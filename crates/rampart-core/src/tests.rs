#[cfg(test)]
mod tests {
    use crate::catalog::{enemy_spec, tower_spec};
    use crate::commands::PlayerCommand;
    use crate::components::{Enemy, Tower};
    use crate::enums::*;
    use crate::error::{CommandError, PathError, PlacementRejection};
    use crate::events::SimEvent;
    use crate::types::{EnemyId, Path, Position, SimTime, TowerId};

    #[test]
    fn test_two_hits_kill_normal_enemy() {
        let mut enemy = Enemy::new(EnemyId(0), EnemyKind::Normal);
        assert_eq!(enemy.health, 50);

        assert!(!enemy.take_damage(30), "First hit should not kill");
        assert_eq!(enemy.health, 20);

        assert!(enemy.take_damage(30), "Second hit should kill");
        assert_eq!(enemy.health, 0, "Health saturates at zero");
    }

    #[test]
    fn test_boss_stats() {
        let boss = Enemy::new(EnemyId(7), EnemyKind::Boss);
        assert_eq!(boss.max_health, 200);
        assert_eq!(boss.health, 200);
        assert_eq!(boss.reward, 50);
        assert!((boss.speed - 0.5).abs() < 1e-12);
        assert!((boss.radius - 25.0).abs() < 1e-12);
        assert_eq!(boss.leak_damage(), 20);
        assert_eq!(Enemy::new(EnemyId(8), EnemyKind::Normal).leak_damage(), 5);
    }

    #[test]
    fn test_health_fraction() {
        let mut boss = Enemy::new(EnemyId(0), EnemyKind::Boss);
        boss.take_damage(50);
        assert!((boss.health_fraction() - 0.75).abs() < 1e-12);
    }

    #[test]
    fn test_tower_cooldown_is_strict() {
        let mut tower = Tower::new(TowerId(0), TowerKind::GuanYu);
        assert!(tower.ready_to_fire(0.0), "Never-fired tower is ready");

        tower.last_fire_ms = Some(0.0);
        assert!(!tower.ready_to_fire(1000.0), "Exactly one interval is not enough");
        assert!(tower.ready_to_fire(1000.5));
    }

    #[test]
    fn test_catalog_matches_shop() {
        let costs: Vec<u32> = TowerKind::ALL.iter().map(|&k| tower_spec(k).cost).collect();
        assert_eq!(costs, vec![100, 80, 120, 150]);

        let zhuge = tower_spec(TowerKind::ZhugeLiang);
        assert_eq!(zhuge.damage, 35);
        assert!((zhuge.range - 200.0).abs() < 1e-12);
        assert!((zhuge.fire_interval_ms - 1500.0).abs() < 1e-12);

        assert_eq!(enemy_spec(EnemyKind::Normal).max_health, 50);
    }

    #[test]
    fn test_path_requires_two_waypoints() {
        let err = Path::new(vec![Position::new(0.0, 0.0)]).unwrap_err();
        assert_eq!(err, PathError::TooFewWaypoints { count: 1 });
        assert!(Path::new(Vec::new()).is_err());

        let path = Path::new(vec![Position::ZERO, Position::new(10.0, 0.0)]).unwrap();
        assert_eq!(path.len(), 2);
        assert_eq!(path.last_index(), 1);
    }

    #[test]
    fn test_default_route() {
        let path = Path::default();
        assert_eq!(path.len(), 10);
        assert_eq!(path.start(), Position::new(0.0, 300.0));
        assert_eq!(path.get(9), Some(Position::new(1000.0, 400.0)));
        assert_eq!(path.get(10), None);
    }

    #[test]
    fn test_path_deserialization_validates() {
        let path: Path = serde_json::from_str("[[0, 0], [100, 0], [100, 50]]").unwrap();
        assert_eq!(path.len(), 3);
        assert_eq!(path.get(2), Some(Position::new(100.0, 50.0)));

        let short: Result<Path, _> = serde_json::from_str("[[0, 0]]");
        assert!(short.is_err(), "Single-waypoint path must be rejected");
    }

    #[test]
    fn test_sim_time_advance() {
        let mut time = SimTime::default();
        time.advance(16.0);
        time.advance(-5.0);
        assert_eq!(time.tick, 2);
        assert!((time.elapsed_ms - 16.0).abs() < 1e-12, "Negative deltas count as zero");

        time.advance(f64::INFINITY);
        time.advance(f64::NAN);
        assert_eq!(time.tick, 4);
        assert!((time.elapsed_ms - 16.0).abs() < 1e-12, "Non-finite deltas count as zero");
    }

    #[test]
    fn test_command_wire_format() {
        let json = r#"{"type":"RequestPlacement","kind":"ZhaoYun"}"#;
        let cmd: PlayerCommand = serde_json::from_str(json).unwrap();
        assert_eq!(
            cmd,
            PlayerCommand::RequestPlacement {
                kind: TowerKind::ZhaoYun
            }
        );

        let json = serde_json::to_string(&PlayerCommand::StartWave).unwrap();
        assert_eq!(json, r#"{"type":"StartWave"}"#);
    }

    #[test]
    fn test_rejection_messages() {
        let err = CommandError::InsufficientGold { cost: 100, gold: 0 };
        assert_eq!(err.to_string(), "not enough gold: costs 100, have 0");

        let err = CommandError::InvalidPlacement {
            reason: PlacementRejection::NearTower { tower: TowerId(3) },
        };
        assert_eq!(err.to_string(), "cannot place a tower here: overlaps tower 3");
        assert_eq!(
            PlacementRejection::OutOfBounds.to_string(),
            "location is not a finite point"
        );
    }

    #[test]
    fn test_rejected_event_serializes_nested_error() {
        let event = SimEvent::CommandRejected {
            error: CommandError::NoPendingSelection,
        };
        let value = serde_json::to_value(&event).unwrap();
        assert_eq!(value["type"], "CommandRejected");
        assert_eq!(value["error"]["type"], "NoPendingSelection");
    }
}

········

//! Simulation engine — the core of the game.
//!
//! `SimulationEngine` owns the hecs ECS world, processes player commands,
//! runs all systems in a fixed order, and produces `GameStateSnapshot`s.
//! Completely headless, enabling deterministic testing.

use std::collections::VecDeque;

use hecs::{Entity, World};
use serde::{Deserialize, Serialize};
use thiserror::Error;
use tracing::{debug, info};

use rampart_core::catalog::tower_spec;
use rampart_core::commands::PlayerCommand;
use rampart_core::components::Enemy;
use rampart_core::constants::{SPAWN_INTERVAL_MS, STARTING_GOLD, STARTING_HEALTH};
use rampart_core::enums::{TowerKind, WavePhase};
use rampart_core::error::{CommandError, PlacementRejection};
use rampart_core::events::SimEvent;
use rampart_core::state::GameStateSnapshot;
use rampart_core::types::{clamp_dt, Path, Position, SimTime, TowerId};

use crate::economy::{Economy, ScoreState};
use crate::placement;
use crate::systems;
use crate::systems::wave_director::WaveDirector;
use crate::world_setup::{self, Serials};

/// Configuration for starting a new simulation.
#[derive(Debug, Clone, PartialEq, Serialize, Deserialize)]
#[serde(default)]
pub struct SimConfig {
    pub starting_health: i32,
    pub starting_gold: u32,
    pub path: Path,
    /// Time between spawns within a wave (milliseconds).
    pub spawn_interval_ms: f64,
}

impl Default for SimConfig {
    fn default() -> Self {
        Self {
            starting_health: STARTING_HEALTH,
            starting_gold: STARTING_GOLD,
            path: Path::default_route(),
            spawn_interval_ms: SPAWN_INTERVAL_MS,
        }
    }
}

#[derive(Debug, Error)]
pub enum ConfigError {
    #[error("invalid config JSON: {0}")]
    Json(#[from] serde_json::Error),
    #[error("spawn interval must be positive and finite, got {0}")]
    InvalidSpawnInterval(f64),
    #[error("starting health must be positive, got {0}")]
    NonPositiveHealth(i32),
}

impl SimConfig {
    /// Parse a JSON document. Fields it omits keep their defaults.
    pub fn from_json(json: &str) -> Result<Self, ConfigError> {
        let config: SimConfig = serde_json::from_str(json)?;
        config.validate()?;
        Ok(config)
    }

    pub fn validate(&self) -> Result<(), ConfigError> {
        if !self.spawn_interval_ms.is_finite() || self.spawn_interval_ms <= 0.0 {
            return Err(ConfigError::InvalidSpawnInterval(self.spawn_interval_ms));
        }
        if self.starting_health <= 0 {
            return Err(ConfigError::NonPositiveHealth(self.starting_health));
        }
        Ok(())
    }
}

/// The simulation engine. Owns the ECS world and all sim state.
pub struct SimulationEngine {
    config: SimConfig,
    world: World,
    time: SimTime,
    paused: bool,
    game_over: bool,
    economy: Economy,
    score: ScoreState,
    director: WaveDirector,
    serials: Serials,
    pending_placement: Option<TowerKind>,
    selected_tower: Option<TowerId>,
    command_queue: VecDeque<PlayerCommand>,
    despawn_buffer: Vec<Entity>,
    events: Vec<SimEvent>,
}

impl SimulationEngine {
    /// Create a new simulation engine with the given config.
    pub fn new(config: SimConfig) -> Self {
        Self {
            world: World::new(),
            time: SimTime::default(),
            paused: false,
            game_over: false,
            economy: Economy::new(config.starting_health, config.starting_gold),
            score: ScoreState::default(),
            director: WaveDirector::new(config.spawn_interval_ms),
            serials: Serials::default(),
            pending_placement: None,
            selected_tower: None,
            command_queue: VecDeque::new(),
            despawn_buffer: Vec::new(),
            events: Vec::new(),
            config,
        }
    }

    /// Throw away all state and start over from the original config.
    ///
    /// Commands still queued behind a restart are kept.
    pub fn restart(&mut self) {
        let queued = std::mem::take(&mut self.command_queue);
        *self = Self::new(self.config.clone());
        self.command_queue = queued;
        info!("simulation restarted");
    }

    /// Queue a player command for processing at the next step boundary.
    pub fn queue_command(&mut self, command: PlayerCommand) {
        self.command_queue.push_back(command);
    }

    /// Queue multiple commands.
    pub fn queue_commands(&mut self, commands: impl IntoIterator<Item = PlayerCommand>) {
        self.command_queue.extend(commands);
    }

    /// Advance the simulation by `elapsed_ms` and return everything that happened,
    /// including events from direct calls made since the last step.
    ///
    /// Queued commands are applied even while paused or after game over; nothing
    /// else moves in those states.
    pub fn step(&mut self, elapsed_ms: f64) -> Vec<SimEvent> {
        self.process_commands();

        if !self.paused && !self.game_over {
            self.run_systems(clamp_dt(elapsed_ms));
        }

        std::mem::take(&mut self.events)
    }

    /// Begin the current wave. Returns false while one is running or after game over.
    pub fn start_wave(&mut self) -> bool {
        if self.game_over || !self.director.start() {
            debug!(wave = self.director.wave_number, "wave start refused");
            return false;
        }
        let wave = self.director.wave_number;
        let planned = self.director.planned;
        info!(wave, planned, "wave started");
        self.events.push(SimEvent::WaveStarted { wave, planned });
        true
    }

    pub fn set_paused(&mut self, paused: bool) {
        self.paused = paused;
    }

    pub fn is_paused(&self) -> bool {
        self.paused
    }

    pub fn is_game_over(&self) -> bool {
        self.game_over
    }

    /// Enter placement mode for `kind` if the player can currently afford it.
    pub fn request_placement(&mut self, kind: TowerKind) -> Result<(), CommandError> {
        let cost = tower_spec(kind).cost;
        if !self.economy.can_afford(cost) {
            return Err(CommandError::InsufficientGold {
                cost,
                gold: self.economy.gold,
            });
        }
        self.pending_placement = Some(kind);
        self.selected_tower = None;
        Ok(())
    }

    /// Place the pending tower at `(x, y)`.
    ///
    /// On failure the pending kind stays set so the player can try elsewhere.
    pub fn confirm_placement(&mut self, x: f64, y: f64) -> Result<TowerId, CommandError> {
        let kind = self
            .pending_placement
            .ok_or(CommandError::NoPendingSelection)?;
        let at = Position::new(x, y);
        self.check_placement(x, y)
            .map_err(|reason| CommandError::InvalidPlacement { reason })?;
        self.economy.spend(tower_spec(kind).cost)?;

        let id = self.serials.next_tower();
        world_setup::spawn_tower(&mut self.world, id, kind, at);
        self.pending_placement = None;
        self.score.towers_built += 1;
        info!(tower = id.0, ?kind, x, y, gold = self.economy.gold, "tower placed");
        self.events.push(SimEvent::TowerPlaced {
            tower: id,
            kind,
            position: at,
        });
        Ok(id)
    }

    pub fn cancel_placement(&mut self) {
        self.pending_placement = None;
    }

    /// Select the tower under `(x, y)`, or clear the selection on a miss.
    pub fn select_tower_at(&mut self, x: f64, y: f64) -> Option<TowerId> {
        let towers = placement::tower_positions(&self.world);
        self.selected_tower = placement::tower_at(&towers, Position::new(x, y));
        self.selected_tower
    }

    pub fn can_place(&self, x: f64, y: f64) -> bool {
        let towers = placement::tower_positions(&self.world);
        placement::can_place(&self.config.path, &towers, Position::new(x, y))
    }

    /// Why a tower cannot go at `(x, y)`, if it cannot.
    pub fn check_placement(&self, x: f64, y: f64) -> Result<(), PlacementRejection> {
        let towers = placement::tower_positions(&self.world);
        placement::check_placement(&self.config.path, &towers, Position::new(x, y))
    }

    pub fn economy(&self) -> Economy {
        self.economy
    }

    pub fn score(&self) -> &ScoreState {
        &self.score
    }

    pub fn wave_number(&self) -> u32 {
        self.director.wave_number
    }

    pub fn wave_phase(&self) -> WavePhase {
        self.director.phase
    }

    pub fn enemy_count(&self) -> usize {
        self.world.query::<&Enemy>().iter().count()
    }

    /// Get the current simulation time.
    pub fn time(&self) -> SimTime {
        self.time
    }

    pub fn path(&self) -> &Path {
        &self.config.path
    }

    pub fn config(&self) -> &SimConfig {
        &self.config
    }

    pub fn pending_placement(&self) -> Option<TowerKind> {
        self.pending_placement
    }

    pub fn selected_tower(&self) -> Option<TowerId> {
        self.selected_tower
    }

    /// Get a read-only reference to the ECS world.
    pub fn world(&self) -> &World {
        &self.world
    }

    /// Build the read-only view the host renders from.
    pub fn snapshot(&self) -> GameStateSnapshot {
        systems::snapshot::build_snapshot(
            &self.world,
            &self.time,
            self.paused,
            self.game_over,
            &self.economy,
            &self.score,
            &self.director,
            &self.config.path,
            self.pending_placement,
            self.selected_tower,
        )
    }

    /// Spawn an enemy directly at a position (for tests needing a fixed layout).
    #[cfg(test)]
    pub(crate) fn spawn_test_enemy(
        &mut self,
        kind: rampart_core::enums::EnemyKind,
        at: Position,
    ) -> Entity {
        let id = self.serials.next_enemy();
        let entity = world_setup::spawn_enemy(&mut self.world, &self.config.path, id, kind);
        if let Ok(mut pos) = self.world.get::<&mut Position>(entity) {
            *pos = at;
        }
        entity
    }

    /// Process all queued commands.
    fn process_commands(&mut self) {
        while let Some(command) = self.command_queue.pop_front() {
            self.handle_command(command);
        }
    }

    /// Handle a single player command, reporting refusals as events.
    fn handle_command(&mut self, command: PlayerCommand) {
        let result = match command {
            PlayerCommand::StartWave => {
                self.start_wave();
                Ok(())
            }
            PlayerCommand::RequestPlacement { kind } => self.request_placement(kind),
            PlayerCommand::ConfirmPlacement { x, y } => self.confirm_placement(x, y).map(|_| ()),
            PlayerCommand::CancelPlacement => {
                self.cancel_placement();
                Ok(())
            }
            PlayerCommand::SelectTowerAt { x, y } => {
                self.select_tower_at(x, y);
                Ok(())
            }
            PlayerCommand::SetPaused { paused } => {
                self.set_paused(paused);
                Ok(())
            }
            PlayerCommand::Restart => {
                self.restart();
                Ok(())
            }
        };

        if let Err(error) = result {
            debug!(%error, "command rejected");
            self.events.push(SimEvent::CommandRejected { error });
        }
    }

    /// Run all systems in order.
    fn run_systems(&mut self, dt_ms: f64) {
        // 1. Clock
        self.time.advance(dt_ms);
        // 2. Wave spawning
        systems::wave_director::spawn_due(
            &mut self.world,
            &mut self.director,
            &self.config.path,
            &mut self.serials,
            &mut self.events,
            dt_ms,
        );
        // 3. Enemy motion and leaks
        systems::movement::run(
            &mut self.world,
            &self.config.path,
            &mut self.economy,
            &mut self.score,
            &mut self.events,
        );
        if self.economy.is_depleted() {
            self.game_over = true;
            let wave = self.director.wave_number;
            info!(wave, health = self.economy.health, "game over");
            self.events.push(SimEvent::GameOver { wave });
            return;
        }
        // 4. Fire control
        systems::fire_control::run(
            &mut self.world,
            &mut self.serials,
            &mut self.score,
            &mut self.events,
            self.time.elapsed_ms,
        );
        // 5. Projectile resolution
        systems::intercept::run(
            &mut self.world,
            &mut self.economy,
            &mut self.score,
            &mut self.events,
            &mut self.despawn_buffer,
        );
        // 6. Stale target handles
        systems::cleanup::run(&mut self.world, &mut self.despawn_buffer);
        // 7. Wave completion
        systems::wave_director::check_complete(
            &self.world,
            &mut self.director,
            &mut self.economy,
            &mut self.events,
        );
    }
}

········

EXERCISE INSTRUCTIONS
Go through the listing above and write out exactly the lines starting with the one holding "filename crates/rampart-core/src/tests.rs" and running through the one holding "use crate::events::SimEvent;", ends included, and no others.

ANSWER TO THE EXERCISE
filename crates/rampart-core/src/tests.rs
#[cfg(test)]
mod tests {
    use crate::catalog::{enemy_spec, tower_spec};
    use crate::commands::PlayerCommand;
    use crate::components::{Enemy, Tower};
    use crate::enums::*;
    use crate::error::{CommandError, PathError, PlacementRejection};
    use crate::events::SimEvent;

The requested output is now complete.